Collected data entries

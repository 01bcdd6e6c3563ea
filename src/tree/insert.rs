//! Insertion and insertion fixup.

use tracing::trace;

use super::node::Node;
use super::{Color, NodeId, RedBlackTree, Side};
use crate::error::TreeError;

impl<K: Ord + Copy> RedBlackTree<K> {
    /// Inserts a key into the tree.
    ///
    /// A key equal to an existing one is stored as an additional node to the
    /// right of it, so both remain findable and erasable.
    ///
    /// Returns the handle of the root after rebalancing.
    ///
    /// # Errors
    ///
    /// Returns [`TreeError::AllocationFailure`] if no storage could be
    /// reserved for the new node. The tree is not modified in that case.
    ///
    /// # Complexity
    ///
    /// O(log N)
    ///
    /// # Examples
    ///
    /// ```rust
    /// use redblack::tree::RedBlackTree;
    ///
    /// let mut tree = RedBlackTree::new();
    /// tree.insert(1).unwrap();
    /// tree.insert(2).unwrap();
    /// let root = tree.insert(3).unwrap();
    ///
    /// // The ascending run has been rotated so that 2 sits on top.
    /// assert_eq!(tree.key(root).unwrap(), 2);
    /// ```
    pub fn insert(&mut self, key: K) -> Result<NodeId, TreeError> {
        self.reserve_node()?;

        let mut parent = None;
        let mut cursor = self.root;
        while let Some(current) = cursor {
            parent = Some(current);
            cursor = self.child_of(current, Self::descent_side(&key, &self.node(current).key));
        }

        let inserted = self.allocate(Node::new_red(key, parent));
        match parent {
            None => self.root = Some(inserted),
            Some(parent) => {
                let side = Self::descent_side(&key, &self.node(parent).key);
                self.node_mut(parent).set_child(side, Some(inserted));
            }
        }
        self.length += 1;
        trace!(index = inserted, len = self.length, "inserted node");

        self.insert_fixup(inserted);

        let Some(root) = self.root() else {
            unreachable!("tree is empty right after an insertion")
        };
        Ok(root)
    }

    /// Inserts every key yielded by `keys`, stopping at the first failure.
    ///
    /// # Errors
    ///
    /// Returns [`TreeError::AllocationFailure`] if a node could not be
    /// allocated. Keys inserted before the failure stay in the tree.
    ///
    /// # Examples
    ///
    /// ```rust
    /// use redblack::tree::RedBlackTree;
    ///
    /// let mut tree = RedBlackTree::new();
    /// tree.try_extend([3, 1, 2]).unwrap();
    /// assert_eq!(tree.to_vec(), vec![1, 2, 3]);
    /// ```
    pub fn try_extend<I>(&mut self, keys: I) -> Result<(), TreeError>
    where
        I: IntoIterator<Item = K>,
    {
        for key in keys {
            self.insert(key)?;
        }
        Ok(())
    }

    /// Strictly smaller keys go left; equal and greater keys go right.
    #[inline]
    fn descent_side(key: &K, node_key: &K) -> Side {
        if key < node_key {
            Side::Left
        } else {
            Side::Right
        }
    }

    /// Restores the red-black invariants after `node` was attached as a red
    /// leaf.
    fn insert_fixup(&mut self, mut node: usize) {
        while let Some(parent) = self.parent_of(node)
            && self.node(parent).color == Color::Red
        {
            // A red parent is never the root, so the grandparent exists.
            let Some(grandparent) = self.parent_of(parent) else {
                break;
            };
            let side = self.side_of(grandparent, Some(parent));
            let uncle = self.child_of(grandparent, side.opposite());

            if let Some(uncle) = uncle
                && self.node(uncle).color == Color::Red
            {
                trace!(node, "insert fixup: red uncle, recolor and ascend");
                self.set_color(parent, Color::Black);
                self.set_color(uncle, Color::Black);
                self.set_color(grandparent, Color::Red);
                node = grandparent;
                continue;
            }

            let mut parent = parent;
            if self.child_of(parent, side.opposite()) == Some(node) {
                trace!(node, "insert fixup: triangle, rotate at parent");
                self.rotate(parent, side);
                (node, parent) = (parent, node);
            }

            trace!(node, "insert fixup: line, rotate at grandparent");
            self.set_color(parent, Color::Black);
            self.set_color(grandparent, Color::Red);
            self.rotate(grandparent, side.opposite());
        }

        if let Some(root) = self.root {
            self.set_color(root, Color::Black);
        }
    }
}

#[cfg(test)]
mod tests {
    use super::*;
    use rstest::rstest;

    #[rstest]
    fn test_insert_into_empty_makes_black_root() {
        let mut tree = RedBlackTree::new();
        let root = tree.insert(10).unwrap();

        assert_eq!(tree.len(), 1);
        assert_eq!(tree.key(root).unwrap(), 10);
        assert_eq!(tree.color(root).unwrap(), Color::Black);
        assert_eq!(tree.parent(root).unwrap(), None);
    }

    #[rstest]
    fn test_insert_returns_current_root() {
        let mut tree = RedBlackTree::new();
        tree.insert(10).unwrap();
        tree.insert(20).unwrap();
        let root = tree.insert(30).unwrap();

        assert_eq!(Some(root), tree.root());
        assert_eq!(tree.key(root).unwrap(), 20);
    }

    #[rstest]
    #[case::left_line(vec![30, 20, 10], 20)]
    #[case::right_line(vec![10, 20, 30], 20)]
    #[case::left_triangle(vec![30, 10, 20], 20)]
    #[case::right_triangle(vec![10, 30, 20], 20)]
    fn test_rotation_cases_settle_middle_key_on_top(
        #[case] keys: Vec<i32>,
        #[case] expected_root: i32,
    ) {
        let mut tree = RedBlackTree::new();
        tree.try_extend(keys).unwrap();
        let root = tree.root().unwrap();

        assert_eq!(tree.key(root).unwrap(), expected_root);
        assert_eq!(tree.color(root).unwrap(), Color::Black);
        for side in [Side::Left, Side::Right] {
            let child = tree.child(root, side).unwrap().unwrap();
            assert_eq!(tree.color(child).unwrap(), Color::Red);
        }
        assert_eq!(tree.validate(), Ok(1));
    }

    #[rstest]
    fn test_red_uncle_recolors_without_rotation() {
        let mut tree = RedBlackTree::new();
        tree.try_extend([20, 10, 30]).unwrap();
        let root_before = tree.root();

        tree.insert(5).unwrap();

        assert_eq!(tree.root(), root_before);
        let root = tree.root().unwrap();
        for side in [Side::Left, Side::Right] {
            let child = tree.child(root, side).unwrap().unwrap();
            assert_eq!(tree.color(child).unwrap(), Color::Black);
        }
        let five = tree.find(&5).unwrap();
        assert_eq!(tree.color(five).unwrap(), Color::Red);
        assert_eq!(tree.validate(), Ok(2));
    }

    #[rstest]
    fn test_equal_key_goes_right() {
        let mut tree = RedBlackTree::new();
        let first = tree.insert(7).unwrap();
        tree.insert(7).unwrap();

        let right = tree.child(first, Side::Right).unwrap().unwrap();
        assert_eq!(tree.key(right).unwrap(), 7);
        assert_eq!(tree.child(first, Side::Left).unwrap(), None);
        assert_eq!(tree.len(), 2);
    }

    #[rstest]
    fn test_ascending_inserts_stay_balanced() {
        let mut tree = RedBlackTree::new();
        tree.try_extend(0..1024).unwrap();

        assert!(tree.validate().is_ok());
        assert!(tree.height() <= 2 * 11);
    }

    #[rstest]
    fn test_insert_reuses_erased_slot() {
        let mut tree = RedBlackTree::new();
        tree.try_extend([1, 2, 3]).unwrap();
        let slot_count = tree.slots.len();

        let two = tree.find(&2).unwrap();
        tree.erase(two).unwrap();
        tree.insert(4).unwrap();

        assert_eq!(tree.slots.len(), slot_count);
        assert!(tree.key(two).is_err());
        assert_eq!(tree.to_vec(), vec![1, 3, 4]);
    }
}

# Problem statement
Find the word "AllocationFailure" in the entries above. Copy every line that has it.

# Result for this task
    /// Returns [`TreeError::AllocationFailure`] if no storage could be
    /// Returns [`TreeError::AllocationFailure`] if a node could not be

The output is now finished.